Level of Measurement Refresher

 

 

Just in case you need a refresher on the different levels of measurement, the below three paragraphs are taken directly from Social Statistics for a Diverse Society [2000], by Frankfort-Nachmias and Leon-Guerrero, pg 13-14. [Note this text combines interval level and ratio level variables into one category -  interval-ratio, this module follows that example]

 

 

Nominal Level of Measurement  At the nominal level of measurement, numbers or other symbols are assigned to a set of categories for the purpose of naming, labeling, or classifying the observations. Gender is an example of a nominal level variable. Using the numbers 1 and 2, for instance, we can classify our observations into the categories "females" and "males," with 1 representing females and 2 representing males. We could use any of a variety of symbols to represent the different categories of a nominal variable; however, when numbers are used to represent the different categories, we do not imply anything about the magnitude or quantitative difference between the categories.
 

 

Ordinal Level of Measurement  Whenever we assign numbers to rank-ordered categories ranging from low to high, we have an ordinal level variable. Social class is an example of an ordinal variable.

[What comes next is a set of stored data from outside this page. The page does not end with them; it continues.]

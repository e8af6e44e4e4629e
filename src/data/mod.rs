pub mod fixture;
pub mod statsapi;

use std::sync::Arc;

use anyhow::Result;
use async_trait::async_trait;
use chrono::NaiveDate;
use thiserror::Error;

use crate::config::{AppConfig, ProviderKind};
use crate::pipeline::PipelineInput;
use crate::stats::models::{Fetched, ProbableStarter, StatRecord};

#[derive(Debug, Error)]
pub enum ProviderError {
    #[error("request to {url} failed: {source}")]
    Http {
        url: String,
        source: reqwest::Error,
    },

    #[error("{url} returned HTTP {status}")]
    Status { url: String, status: u16 },

    #[error("failed to decode response from {url}: {message}")]
    Decode { url: String, message: String },

    #[error("failed to read {path}: {source}")]
    Io {
        path: String,
        source: std::io::Error,
    },
}

impl ProviderError {
    /// Client errors will not succeed on retry.
    pub fn is_retryable(&self) -> bool {
        match self {
            Self::Http { .. } => true,
            Self::Status { status, .. } => *status >= 500 || *status == 429,
            Self::Decode { .. } | Self::Io { .. } => false,
        }
    }
}

/// Adapter over a remote (or local) stats source.
///
/// Each method returns the decoded records plus a count of rows that failed
/// to decode. Transport-level failures are returned as `Err`.
#[async_trait]
pub trait StatsProvider: Send + Sync {
    /// Probable starters for games on `date`.
    async fn probable_starters(&self, date: NaiveDate) -> Result<Fetched<ProbableStarter>, ProviderError>;

    /// Season batting lines for hitters relevant to `date`.
    async fn batter_stats(&self, date: NaiveDate) -> Result<Fetched<StatRecord>, ProviderError>;

    /// Season pitching lines (sample = batters faced) for pitchers relevant to `date`.
    async fn pitcher_stats(&self, date: NaiveDate) -> Result<Fetched<StatRecord>, ProviderError>;

    /// Short machine name used in logs.
    fn name(&self) -> &str;

    /// Human-readable description placed in response metadata.
    fn description(&self) -> String;
}

/// Pipeline input gathered from a provider, with the audit trail of what
/// went wrong while gathering it.
#[derive(Debug, Clone, Default)]
pub struct CollectedData {
    pub input: PipelineInput,
    pub skipped: usize,
    pub unavailable: Vec<String>,
}

impl CollectedData {
    /// True when every record set failed to load.
    pub fn all_unavailable(&self) -> bool {
        self.unavailable.len() == 3
    }
}

/// Fetch the three record sets concurrently.
///
/// A failed fetch is logged and its record set treated as empty; it is
/// never propagated to the caller.
pub async fn collect(provider: &dyn StatsProvider, date: NaiveDate) -> CollectedData {
    let (starters, batters, pitchers) = tokio::join!(
        provider.probable_starters(date),
        provider.batter_stats(date),
        provider.pitcher_stats(date),
    );

    let mut skipped = 0;
    let mut unavailable = Vec::new();
    let starters = absorb(provider.name(), "schedule", starters, &mut skipped, &mut unavailable);
    let batters = absorb(provider.name(), "batters", batters, &mut skipped, &mut unavailable);
    let pitchers = absorb(provider.name(), "pitchers", pitchers, &mut skipped, &mut unavailable);

    let collected = CollectedData {
        input: PipelineInput {
            batters,
            pitchers,
            starters,
        },
        skipped,
        unavailable,
    };

    tracing::info!(
        source = provider.name(),
        %date,
        starters = collected.input.starters.len(),
        batters = collected.input.batters.len(),
        pitchers = collected.input.pitchers.len(),
        skipped = collected.skipped,
        unavailable = collected.unavailable.len(),
        "Provider data collected"
    );

    collected
}

fn absorb<T>(
    source: &str,
    record_set: &str,
    result: Result<Fetched<T>, ProviderError>,
    skipped: &mut usize,
    unavailable: &mut Vec<String>,
) -> Vec<T> {
    match result {
        Ok(fetched) => {
            if fetched.skipped > 0 {
                tracing::warn!(
                    source,
                    record_set,
                    skipped = fetched.skipped,
                    "Skipped malformed records"
                );
            }
            *skipped += fetched.skipped;
            fetched.records
        }
        Err(e) => {
            tracing::warn!(source, record_set, error = %e, "Data source fetch failed");
            unavailable.push(record_set.to_string());
            Vec::new()
        }
    }
}

/// Build the provider selected by `provider.kind`.
pub fn build_provider(config: &AppConfig) -> Result<Arc<dyn StatsProvider>> {
    let provider: Arc<dyn StatsProvider> = match config.provider.kind {
        ProviderKind::Statsapi => Arc::new(statsapi::StatsApiProvider::new(config)?),
        ProviderKind::Fixture => Arc::new(fixture::FixtureProvider::new(&config.provider.fixture_path)),
    };
    Ok(provider)
}
impl StatsApiProvider {
    pub fn new(config: &AppConfig) -> anyhow::Result<Self> {
        let http = reqwest::Client::builder()
            .user_agent(config.provider.user_agent.as_str())
            .timeout(Duration::from_secs(config.provider.timeout_seconds))
            .build()
            .context("Failed to create HTTP client")?;

        Ok(Self {
            http,
            base_url: config.provider.base_url.trim_end_matches('/').to_string(),
            season: config.season.year,
            basis: config.qualification.batter_sample_basis,
            settings: config.provider.clone(),
            retry: config.rate_limit.clone(),
            limiter: create_rate_limiter(&config.rate_limit),
            schedule_cache: Mutex::new(None),
        })
    }

    // === Schedule ===

    /// The day's games, shared by every record set fetched for `date`.
    ///
    /// The lock is held across the request so concurrent callers wait for
    /// one fetch. Failures are not cached.
    async fn schedule(&self, date: NaiveDate) -> Result<Arc<Vec<ScheduleGame>>, ProviderError> {
        let mut cache = self.schedule_cache.lock().await;
        if let Some(cached) = cache.as_ref() {
            if cached.date == date && cached.fetched_at.elapsed() < SCHEDULE_TTL {
                return Ok(Arc::clone(&cached.games));
            }
        }

        let games = Arc::new(self.fetch_schedule(date).await?);
        *cache = Some(CachedSchedule {
            date,
            fetched_at: Instant::now(),
            games: Arc::clone(&games),
        });
        Ok(games)
    }

    #[instrument(skip(self))]
    async fn fetch_schedule(&self, date: NaiveDate) -> Result<Vec<ScheduleGame>, ProviderError> {
        let response: ScheduleResponse = self
            .get_json(
                "/schedule",
                &[
                    ("sportId", "1".to_string()),
                    ("date", date.format("%Y-%m-%d").to_string()),
                    ("hydrate", "probablePitcher,team".to_string()),
                ],
            )
            .await?;

        Ok(response
            .dates
            .into_iter()
            .flat_map(|d| d.games)
            .collect())
    }

    // === Players ===

    async fn roster_hitters(&self, team_id: u64) -> Result<Vec<PersonRef>, ProviderError> {
        let response: RosterResponse = self
            .get_json(&format!("/teams/{team_id}/roster/Active"), &[])
            .await?;

        Ok(response
            .roster
            .into_iter()
            .filter(|entry| !entry.is_pitcher())
            .map(|entry| entry.person)
            .take(self.settings.batters_per_team)
            .collect())
    }

    /// Season stat objects for `ids`, in batches. Returns person JSON values.
    async fn season_stats(&self, ids: &[u64], group: &str) -> Result<Vec<Value>, ProviderError> {
        let mut people = Vec::with_capacity(ids.len());

        for chunk in ids.chunks(PEOPLE_BATCH) {
            let id_list = chunk
                .iter()
                .map(|id| id.to_string())
                .collect::<Vec<_>>()
                .join(",");
            let response: PeopleResponse = self
                .get_json(
                    "/people",
                    &[
                        ("personIds", id_list),
                        (
                            "hydrate",
                            format!("stats(group=[{group}],type=[season],season={})", self.season),
                        ),
                    ],
                )
                .await?;
            people.extend(response.people);
        }

        Ok(people)
    }

    /// Top up a thin batter pool from the season strikeout leaderboard.
    async fn leader_batters(
        &self,
        known: &HashSet<u64>,
        team_codes: &HashMap<u64, String>,
        room: usize,
    ) -> Result<Fetched<StatRecord>, ProviderError> {
        let response: Value = self
            .get_json(
                "/stats/leaders",
                &[
                    ("leaderCategories", "strikeOuts".to_string()),
                    ("season", self.season.to_string()),
                    ("statGroup", "hitting".to_string()),
                    ("limit", self.settings.leaders_limit.to_string()),
                ],
            )
            .await?;

        let leaders = response
            .pointer("/leagueLeaders/0/leaders")
            .and_then(Value::as_array)
            .cloned()
            .unwrap_or_default();

        let mut teams = HashMap::new();
        for leader in &leaders {
            let Some(person_id) = leader.pointer("/person/id").and_then(Value::as_u64) else {
                continue;
            };
            if known.contains(&person_id) {
                continue;
            }
            let team = leader
                .pointer("/team/abbreviation")
                .and_then(Value::as_str)
                .map(str::to_string)
                .or_else(|| {
                    leader
                        .pointer("/team/id")
                        .and_then(Value::as_u64)
                        .map(|id| team_code(team_codes, id))
                });
            if let Some(team) = team {
                teams.insert(person_id, team);
            }
        }

        let ids: Vec<u64> = leaders
            .iter()
            .filter_map(|l| l.pointer("/person/id").and_then(Value::as_u64))
            .filter(|id| teams.contains_key(id))
            .collect();
        let people = self.season_stats(&ids, "hitting").await?;

        let mut fetched = parse_lines(&people, &teams, self.batter_sample_key());
        fetched
            .records
            .retain(|r| r.sample_size >= self.settings.leaders_min_sample);
        fetched.records.truncate(room);
        Ok(fetched)
    }

    fn batter_sample_key(&self) -> &'static str {
        match self.basis {
            SampleBasis::AtBats => "atBats",
            SampleBasis::PlateAppearances => "plateAppearances",
        }
    }

    // === HTTP ===

    async fn get_json<T: DeserializeOwned>(
        &self,
        path: &str,
        query: &[(&str, String)],
    ) -> Result<T, ProviderError> {
        let url = format!("{}{}", self.base_url, path);

        self.with_retry(|| {
            let url = url.clone();
            async move {
                self.rate_limit().await;

                let response = self
                    .http
                    .get(&url)
                    .query(query)
                    .send()
                    .await
                    .map_err(|source| ProviderError::Http {
                        url: url.clone(),
                        source,
                    })?;

                let status = response.status();
                if !status.is_success() {
                    return Err(ProviderError::Status {
                        url,
                        status: status.as_u16(),
                    });
                }

                response
                    .json::<T>()
                    .await
                    .map_err(|e| ProviderError::Decode {
                        url,
                        message: e.to_string(),
                    })
            }
        })
        .await
    }

    async fn rate_limit(&self) {
        self.limiter.until_ready().await;
    }

    async fn with_retry<F, Fut, T>(&self, operation: F) -> Result<T, ProviderError>
    where
        F: Fn() -> Fut,
        Fut: std::future::Future<Output = Result<T, ProviderError>>,
    {
        let mut attempt = 0u32;

        loop {
            match operation().await {
                Ok(result) => return Ok(result),
                Err(e) => {
                    attempt += 1;

                    if !e.is_retryable() || attempt > self.retry.max_retries {
                        return Err(e);
                    }

                    let backoff_ms = std::cmp::min(
                        self.retry
                            .backoff_base_ms
                            .saturating_mul(2u64.saturating_pow(attempt - 1)),
                        self.retry.backoff_max_ms,
                    );

                    warn!(
                        attempt,
                        backoff_ms,
                        error = %e,
                        "Retrying after transient failure"
                    );

                    tokio::time::sleep(Duration::from_millis(backoff_ms)).await;
                }
            }
        }
    }
}
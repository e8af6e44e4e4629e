//! Whiff score calculation.
//!
//! The whiff score is the plain sum of the batter's and the opposing
//! starter's strikeout rates. No weighting, park or handedness adjustment.

use crate::stats::models::{Matchup, Pairing, QualifiedPlayer, Tier};

/// Inclusive lower bounds, most severe first.
const TIER_THRESHOLDS: [(f64, Tier); 4] = [
    (60.0, Tier::Extreme),
    (50.0, Tier::High),
    (40.0, Tier::Moderate),
    (30.0, Tier::Low),
];

/// Decimal places kept on the composite score.
pub const SCORE_DECIMALS: u32 = 2;

/// Round to `decimals` places, exact halves to the even neighbour.
pub fn round_to(value: f64, decimals: u32) -> f64 {
    let factor = 10f64.powi(decimals as i32);
    let scaled = value * factor;
    let floor = scaled.floor();

    let rounded = if scaled - floor == 0.5 {
        if floor % 2.0 == 0.0 {
            floor
        } else {
            floor + 1.0
        }
    } else {
        scaled.round()
    };
    rounded / factor
}

/// Map a score to its tier. Total over f64: NaN falls through to `Minimal`.
pub fn tier_for(score: f64) -> Tier {
    TIER_THRESHOLDS
        .iter()
        .find(|(floor, _)| score >= *floor)
        .map(|(_, tier)| *tier)
        .unwrap_or(Tier::Minimal)
}

/// Score a batter against a pitcher.
pub fn score(batter: &QualifiedPlayer, pitcher: &QualifiedPlayer) -> (f64, Tier) {
    let whiff_score = round_to(
        batter.strikeout_rate_pct + pitcher.strikeout_rate_pct,
        SCORE_DECIMALS,
    );
    (whiff_score, tier_for(whiff_score))
}

/// Turn a resolved pairing into an immutable scored matchup.
pub fn score_pairing(pairing: Pairing) -> Matchup {
    let (whiff_score, tier) = score(&pairing.batter, &pairing.pitcher);
    let matchup_id = matchup_id(&pairing.pitcher, &pairing.batter);
    let game_info = pairing.starter.game_label();

    Matchup {
        matchup_id,
        game_info,
        batter: pairing.batter,
        pitcher: pairing.pitcher,
        whiff_score,
        tier,
    }
}

/// `pitcherId_batterId` when both ids are known, names otherwise.
fn matchup_id(pitcher: &QualifiedPlayer, batter: &QualifiedPlayer) -> String {
    match (pitcher.record.player_id, batter.record.player_id) {
        (Some(p), Some(b)) => format!("{p}_{b}"),
        _ => format!(
            "{}_{}",
            slug(pitcher.name()),
            slug(batter.name())
        ),
    }
}

fn slug(name: &str) -> String {
    name.split_whitespace()
        .map(|part| part.to_lowercase())
        .collect::<Vec<_>>()
        .join("-")
}
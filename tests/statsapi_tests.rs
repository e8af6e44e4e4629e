//! StatsAPI adapter against a mock HTTP server.

use chrono::NaiveDate;
use serde_json::json;
use tokio_test::{assert_err, assert_ok};
use wiremock::matchers::{method, path, query_param};
use wiremock::{Mock, MockServer, ResponseTemplate};

use whiff_watcher::config::AppConfig;
use whiff_watcher::data::statsapi::StatsApiProvider;
use whiff_watcher::data::{self, ProviderError, StatsProvider};
use whiff_watcher::watcher::WhiffWatcher;

const HITTING: &str = "stats(group=[hitting],type=[season],season=2025)";
const PITCHING: &str = "stats(group=[pitching],type=[season],season=2025)";

fn date() -> NaiveDate {
    NaiveDate::from_ymd_opt(2025, 7, 4).unwrap()
}

fn config(base_url: &str) -> AppConfig {
    let mut config = AppConfig::from_toml(include_str!("../config/default.toml")).unwrap();
    config.provider.base_url = base_url.to_string();
    config.provider.min_batter_pool = 0;
    config.rate_limit.backoff_base_ms = 1;
    config.rate_limit.backoff_max_ms = 2;
    config.rate_limit.max_retries = 2;
    config
}

fn schedule_body() -> serde_json::Value {
    json!({
        "dates": [{
            "date": "2025-07-04",
            "games": [{
                "gamePk": 777001,
                "gameDate": "2025-07-04T23:05:00Z",
                "teams": {
                    "away": {
                        "team": {"id": 111, "name": "Boston Red Sox", "abbreviation": "BOS"},
                        "probablePitcher": {"id": 678394, "fullName": "Brayan Bello"}
                    },
                    "home": {
                        "team": {"id": 147, "name": "New York Yankees", "abbreviation": "NYY"},
                        "probablePitcher": {"id": 543037, "fullName": "Gerrit Cole"}
                    }
                }
            }]
        }]
    })
}

fn person(id: u64, name: &str, stat: serde_json::Value) -> serde_json::Value {
    json!({
        "id": id,
        "fullName": name,
        "stats": [{
            "type": {"displayName": "season"},
            "splits": [{"season": "2025", "stat": stat}]
        }]
    })
}

fn roster_entry(id: u64, name: &str, position: &str, kind: &str) -> serde_json::Value {
    json!({
        "person": {"id": id, "fullName": name},
        "position": {"abbreviation": position, "type": kind}
    })
}

async fn mount_schedule(server: &MockServer) {
    Mock::given(method("GET"))
        .and(path("/schedule"))
        .and(query_param("date", "2025-07-04"))
        .and(query_param("hydrate", "probablePitcher,team"))
        .respond_with(ResponseTemplate::new(200).set_body_json(schedule_body()))
        .mount(server)
        .await;
}

async fn mount_rosters(server: &MockServer) {
    Mock::given(method("GET"))
        .and(path("/teams/111/roster/Active"))
        .respond_with(ResponseTemplate::new(200).set_body_json(json!({
            "roster": [
                roster_entry(646240, "Rafael Devers", "3B", "Infielder"),
                roster_entry(678394, "Brayan Bello", "P", "Pitcher"),
                roster_entry(680776, "Jarren Duran", "CF", "Outfielder"),
                roster_entry(596115, "Trevor Story", "SS", "Infielder"),
            ]
        })))
        .mount(server)
        .await;

    Mock::given(method("GET"))
        .and(path("/teams/147/roster/Active"))
        .respond_with(ResponseTemplate::new(200).set_body_json(json!({
            "roster": [
                roster_entry(543037, "Gerrit Cole", "P", "Pitcher"),
                roster_entry(592450, "Aaron Judge", "RF", "Outfielder"),
            ]
        })))
        .mount(server)
        .await;
}

// ──────────────────────────────────────────
// Schedule
// ──────────────────────────────────────────

#[tokio::test]
async fn probable_starters_from_schedule() {
    let server = MockServer::start().await;
    mount_schedule(&server).await;

    let provider = StatsApiProvider::new(&config(&server.uri())).unwrap();
    let starters = assert_ok!(provider.probable_starters(date()).await);

    assert_eq!(starters.skipped, 0);
    assert_eq!(starters.records.len(), 2);
    assert_eq!(starters.records[0].team, "BOS");
    assert_eq!(starters.records[0].pitcher_name, "Brayan Bello");
    assert_eq!(starters.records[0].opponent_team, "NYY");
    assert_eq!(starters.records[1].team, "NYY");
    assert!(starters.records[1].is_home);
}

#[tokio::test]
async fn off_day_has_no_starters() {
    let server = MockServer::start().await;
    Mock::given(method("GET"))
        .and(path("/schedule"))
        .respond_with(ResponseTemplate::new(200).set_body_json(json!({"dates": []})))
        .mount(&server)
        .await;

    let provider = StatsApiProvider::new(&config(&server.uri())).unwrap();
    let starters = provider.probable_starters(date()).await.unwrap();
    assert!(starters.records.is_empty());
}

// ──────────────────────────────────────────
// Batters and pitchers
// ──────────────────────────────────────────

#[tokio::test]
async fn batter_stats_from_rosters() {
    let server = MockServer::start().await;
    mount_schedule(&server).await;
    mount_rosters(&server).await;

    Mock::given(method("GET"))
        .and(path("/people"))
        .and(query_param("personIds", "646240,680776,596115,592450"))
        .and(query_param("hydrate", HITTING))
        .respond_with(ResponseTemplate::new(200).set_body_json(json!({
            "people": [
                person(646240, "Rafael Devers", json!({"atBats": 420, "strikeOuts": 105})),
                person(680776, "Jarren Duran", json!({"atBats": "400", "strikeOuts": "40"})),
                person(596115, "Trevor Story", json!({"atBats": "-.--", "strikeOuts": 90})),
                person(592450, "Aaron Judge", json!({"atBats": 400, "strikeOuts": 120})),
            ]
        })))
        .expect(1)
        .mount(&server)
        .await;

    let provider = StatsApiProvider::new(&config(&server.uri())).unwrap();
    let batters = provider.batter_stats(date()).await.unwrap();

    assert_eq!(batters.skipped, 1);
    let lines: Vec<(&str, &str, u32, u32)> = batters
        .records
        .iter()
        .map(|r| (r.player_name.as_str(), r.team.as_str(), r.sample_size, r.strikeouts))
        .collect();
    assert_eq!(
        lines,
        vec![
            ("Rafael Devers", "BOS", 420, 105),
            ("Jarren Duran", "BOS", 400, 40),
            ("Aaron Judge", "NYY", 400, 120),
        ]
    );
}

#[tokio::test]
async fn pitcher_stats_use_batters_faced() {
    let server = MockServer::start().await;
    mount_schedule(&server).await;

    Mock::given(method("GET"))
        .and(path("/people"))
        .and(query_param("personIds", "678394,543037"))
        .and(query_param("hydrate", PITCHING))
        .respond_with(ResponseTemplate::new(200).set_body_json(json!({
            "people": [
                person(678394, "Brayan Bello", json!({"battersFaced": 300, "strikeOuts": 66, "inningsPitched": "70.1"})),
                person(543037, "Gerrit Cole", json!({"battersFaced": 250, "strikeOuts": 75})),
            ]
        })))
        .mount(&server)
        .await;

    let provider = StatsApiProvider::new(&config(&server.uri())).unwrap();
    let pitchers = provider.pitcher_stats(date()).await.unwrap();

    assert_eq!(pitchers.records.len(), 2);
    assert_eq!(pitchers.records[0].player_id, Some(678394));
    assert_eq!(pitchers.records[0].team, "BOS");
    assert_eq!(pitchers.records[0].sample_size, 300);
    assert_eq!(pitchers.records[1].team, "NYY");
    assert_eq!(pitchers.records[1].strikeouts, 75);
}

#[tokio::test]
async fn thin_pool_tops_up_from_leaders() {
    let server = MockServer::start().await;
    mount_schedule(&server).await;

    for team in [111, 147] {
        Mock::given(method("GET"))
            .and(path(format!("/teams/{team}/roster/Active")))
            .respond_with(ResponseTemplate::new(200).set_body_json(json!({"roster": []})))
            .mount(&server)
            .await;
    }

    Mock::given(method("GET"))
        .and(path("/stats/leaders"))
        .and(query_param("leaderCategories", "strikeOuts"))
        .and(query_param("statGroup", "hitting"))
        .respond_with(ResponseTemplate::new(200).set_body_json(json!({
            "leagueLeaders": [{
                "leaderCategory": "strikeOuts",
                "leaders": [
                    {"rank": 1, "value": "76", "person": {"id": 519317, "fullName": "Giancarlo Stanton"}, "team": {"id": 147}},
                    {"rank": 2, "value": "30", "person": {"id": 700002, "fullName": "Call Up"}, "team": {"id": 111}},
                ]
            }]
        })))
        .mount(&server)
        .await;

    Mock::given(method("GET"))
        .and(path("/people"))
        .and(query_param("personIds", "519317,700002"))
        .and(query_param("hydrate", HITTING))
        .respond_with(ResponseTemplate::new(200).set_body_json(json!({
            "people": [
                person(519317, "Giancarlo Stanton", json!({"atBats": 200, "strikeOuts": 76})),
                person(700002, "Call Up", json!({"atBats": 50, "strikeOuts": 30})),
            ]
        })))
        .mount(&server)
        .await;

    let mut config = config(&server.uri());
    config.provider.min_batter_pool = 5;
    let provider = StatsApiProvider::new(&config).unwrap();
    let batters = provider.batter_stats(date()).await.unwrap();

    assert_eq!(batters.records.len(), 1);
    assert_eq!(batters.records[0].player_name, "Giancarlo Stanton");
    assert_eq!(batters.records[0].team, "NYY");
}

#[tokio::test]
async fn one_schedule_request_serves_every_record_set() {
    let server = MockServer::start().await;
    Mock::given(method("GET"))
        .and(path("/schedule"))
        .respond_with(ResponseTemplate::new(200).set_body_json(schedule_body()))
        .expect(1)
        .mount(&server)
        .await;
    mount_rosters(&server).await;

    Mock::given(method("GET"))
        .and(path("/people"))
        .and(query_param("hydrate", HITTING))
        .respond_with(ResponseTemplate::new(200).set_body_json(json!({
            "people": [person(592450, "Aaron Judge", json!({"atBats": 400, "strikeOuts": 120}))]
        })))
        .mount(&server)
        .await;
    Mock::given(method("GET"))
        .and(path("/people"))
        .and(query_param("hydrate", PITCHING))
        .respond_with(ResponseTemplate::new(200).set_body_json(json!({
            "people": [person(678394, "Brayan Bello", json!({"battersFaced": 300, "strikeOuts": 66}))]
        })))
        .mount(&server)
        .await;

    let provider = StatsApiProvider::new(&config(&server.uri())).unwrap();
    let collected = data::collect(&provider, date()).await;

    assert!(collected.unavailable.is_empty());
    assert_eq!(collected.input.starters.len(), 2);
    assert_eq!(collected.input.batters.len(), 1);
    assert_eq!(collected.input.pitchers.len(), 1);
}

// ──────────────────────────────────────────
// Off-days
// ──────────────────────────────────────────

#[tokio::test]
async fn off_day_is_empty_success_envelope() {
    let server = MockServer::start().await;
    Mock::given(method("GET"))
        .and(path("/schedule"))
        .and(query_param("date", "2025-12-25"))
        .respond_with(ResponseTemplate::new(200).set_body_json(json!({"dates": []})))
        .mount(&server)
        .await;

    let config = config(&server.uri());
    let provider = StatsApiProvider::new(&config).unwrap();
    let watcher = WhiffWatcher::new(config, std::sync::Arc::new(provider));

    let envelope = watcher.generate(NaiveDate::from_ymd_opt(2025, 12, 25)).await;
    assert!(!envelope.is_error());
    assert_eq!(envelope.total_ratings(), 0);

    let json = serde_json::to_value(&envelope).unwrap();
    assert_eq!(json["date"], "2025-12-25");
    assert_eq!(json["data_summary"]["total_whiff_ratings"], 0);
    assert_eq!(json["data_summary"]["average_whiff_rating"], 0.0);
}

#[tokio::test]
async fn all_starters_unannounced_is_empty_success_envelope() {
    let server = MockServer::start().await;
    let body = schedule_body()
        .to_string()
        .replace("Brayan Bello", "TBD")
        .replace("Gerrit Cole", "TBD");
    Mock::given(method("GET"))
        .and(path("/schedule"))
        .respond_with(ResponseTemplate::new(200).set_body_raw(body, "application/json"))
        .mount(&server)
        .await;
    mount_rosters(&server).await;
    Mock::given(method("GET"))
        .and(path("/people"))
        .and(query_param("hydrate", HITTING))
        .respond_with(ResponseTemplate::new(200).set_body_json(json!({
            "people": [person(592450, "Aaron Judge", json!({"atBats": 400, "strikeOuts": 120}))]
        })))
        .mount(&server)
        .await;

    let config = config(&server.uri());
    let provider = StatsApiProvider::new(&config).unwrap();
    let watcher = WhiffWatcher::new(config, std::sync::Arc::new(provider));

    let envelope = watcher.generate(Some(date())).await;
    assert!(!envelope.is_error());
    assert_eq!(envelope.total_ratings(), 0);
}

// ──────────────────────────────────────────
// Retry and failure handling
// ──────────────────────────────────────────

#[tokio::test]
async fn transient_failure_is_retried() {
    let server = MockServer::start().await;
    Mock::given(method("GET"))
        .and(path("/schedule"))
        .respond_with(ResponseTemplate::new(503))
        .up_to_n_times(1)
        .with_priority(1)
        .mount(&server)
        .await;
    mount_schedule(&server).await;

    let provider = StatsApiProvider::new(&config(&server.uri())).unwrap();
    let starters = provider.probable_starters(date()).await.unwrap();
    assert_eq!(starters.records.len(), 2);
}

#[tokio::test]
async fn client_error_is_not_retried() {
    let server = MockServer::start().await;
    Mock::given(method("GET"))
        .and(path("/schedule"))
        .respond_with(ResponseTemplate::new(404))
        .expect(1)
        .mount(&server)
        .await;

    let provider = StatsApiProvider::new(&config(&server.uri())).unwrap();
    let err = assert_err!(provider.probable_starters(date()).await);
    assert!(matches!(err, ProviderError::Status { status: 404, .. }));
}

#[tokio::test]
async fn garbage_body_is_decode_error() {
    let server = MockServer::start().await;
    Mock::given(method("GET"))
        .and(path("/schedule"))
        .respond_with(ResponseTemplate::new(200).set_body_string("<html>maintenance</html>"))
        .mount(&server)
        .await;

    let provider = StatsApiProvider::new(&config(&server.uri())).unwrap();
    let err = provider.probable_starters(date()).await.unwrap_err();
    assert!(matches!(err, ProviderError::Decode { .. }));
}

#[tokio::test]
async fn outage_marks_every_record_set_unavailable() {
    let server = MockServer::start().await;
    Mock::given(method("GET"))
        .respond_with(ResponseTemplate::new(500))
        .mount(&server)
        .await;

    let provider = StatsApiProvider::new(&config(&server.uri())).unwrap();
    let collected = data::collect(&provider, date()).await;

    assert!(collected.all_unavailable());
    assert!(collected.input.batters.is_empty());
    assert!(collected.input.pitchers.is_empty());
    assert!(collected.input.starters.is_empty());
}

We might classify individuals with respect to their social class status as "upper class", "middle class", or "working class". We can say that a person in the category "upper class" has a higher class position than a person in a "middle class" category, but we do not know the magnitude of the differences between the categories; that is, we don't know how much higher "upper class" is compared to "middle class".
 

 

Interval/Ratio Level of Measurement  If the categories (or values) of a variable can be rank-ordered, and if the measurements for all the cases are expressed in the same units, then an interval-ratio level of measurement has been achieved. Examples of variables measured at the interval-ratio level are age, income, and SAT scores. With all these variables we can compare values not only in terms of which is larger or smaller, but also in terms of how much larger or smaller one is compared with another. In some discussions of levels of measurement you will see a distinction made between interval-ratio variables that have a natural zero point (where zero means the absence of the property) and those variables that have zero as an arbitrary point. For example, weight and length have a natural zero point, whereas temperature has an arbitrary zero point. Variables with a natural zero point are also called ratio variables. In statistical practice, however, ratio variables are subjected to operations that threat them as interval and ignore their ratio properties. Therefore, no distinction between these two types is made in this text.